When the DMK was catapulted to power in 1967, thanks to certain conjunctures, they did de-Brahminize the administration and empower the OBCs in various ways, but issues like atheism or rationalism were downplayed consistently. 

And for the sake of appearance, there was an order during the last days of Annadurai directing removal of pictures of gods from government offices, “in view of the secular nature of the state,” but predictably there were furious protests from the believers, and the order was shelved quietly, never to be revived thereafter.

When Annadurai was down with cancer, his wife was known to have made the rounds of temples, but of course it was all in vain. The Economic and Political Weekly then vividly describes the atmosphere on the marina where he was buried: “The auxiliary facilities that have sprung up in and around "Anna Square" provide the atmosphere of a religious festival. At the outer fringes are itinerant hawkers, selling light refreshments. As one proceeds along the path leading up to the samadhi, the fare is rather different. As around any Hindu temple, here are sold flowers, garlands, camphor, joss-sticks — even coconuts - and devotees follow the familiar Hindu routine with these accessories to worship. The guards on duty function also as priests, receiving floral offerings and giving back a portion as prasad.”

Karunanidhi as Chief Minister did try to appear to be a little more militant to please some sections, but he also thought nothing of accepting temple honours in person. He is also known to have consulted astrologers. 

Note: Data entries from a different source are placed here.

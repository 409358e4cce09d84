//! Inbound frame decoding and type-based routing.

use std::sync::Arc;

use tokio::sync::{broadcast, RwLock};
use tracing::{debug, trace};

use super::state::ConnectionState;
use super::types::{ClientEvent, EventKind, Frame};

/// Handle one raw text frame: parse, count, route, publish. Malformed
/// frames are dropped without touching connection state.
pub(crate) async fn handle_text_frame(
    text: &str,
    state: &Arc<RwLock<ConnectionState>>,
    event_tx: &broadcast::Sender<ClientEvent>,
) {
    let frame = match Frame::parse(text) {
        Ok(frame) => frame,
        Err(e) => {
            debug!(error = %e, "Dropping malformed frame");
            return;
        }
    };

    state.write().await.record_received();
    route(&frame);
    // Internal routing above must never prevent external delivery.
    let _ = event_tx.send(ClientEvent::Message(frame));
}

fn route(frame: &Frame) {
    match frame.classify() {
        EventKind::Pong => trace!("Pong received"),
        EventKind::PresenceUpdate { users } => {
            debug!(users = users.len(), "Presence update");
        }
        EventKind::RecordCreated(change) => {
            debug!(record = change.record_id.as_deref().unwrap_or("?"), "Record created");
        }
        EventKind::RecordUpdated(change) => {
            debug!(record = change.record_id.as_deref().unwrap_or("?"), "Record updated");
        }
        EventKind::RecordDeleted(change) => {
            debug!(record = change.record_id.as_deref().unwrap_or("?"), "Record deleted");
        }
        EventKind::UserJoined { user_id } => debug!(user = %user_id, "User joined"),
        EventKind::UserLeft { user_id } => debug!(user = %user_id, "User left"),
        EventKind::Unknown { kind } => debug!(kind = %kind, "Unhandled event type"),
    }
}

His playing host to that controversial godman Saibaba and receiving Vaishnavite priests at home who dutifully chanted slokas, praying for divine mercy, are some recent events. Not to mention the temple expeditions of most of his family members. Still, he maintains a veneer of atheism and so does his son Stalin.

When MGR broke away, Karunandihi sought to damn him as a Malayali, outsider and hence not reliable. The nasty propaganda didn’t work, but the actor-turned-politician had to bend over backwards to prove his ‘Tamilness’ as also his commitment to Periyar’s ideals. So though he believed in god, purportedly an ardent devotee of Lord Muruga, he took care not to show his piety in public. His visits to the Moogambikai temple in Mysore used to be in secret. Once a picture of his praying there found its way to the media, kicking up some furore.

His confidant RM Veerappan, in his nineties now, was the minister overseeing temples, and he made no secret of his ‘piety’.

When the rain gods played truant, the government did organize a violin concert on a dry temple tank bed in Chennai, where the maestro Kunnakudi Vaidyanathan played Amritavarshini raga that could bring rains according to legends. But MGR government’s prayers went unheeded.  

When MGR was under treatment in the US and the state had to go to polls, his cohorts ordered screening of clips all over the state, both within theaters and outside.

(In that clip too, the god prayed to was Muruga! And MGR returned home to become the Chief Minister for the third time!!)

Still it was all low-key, seeking divine intervention relatively subtle. But things took a 180 degree turn when Jayalalithaa became Chief Minister. It is turning more and more frenzied.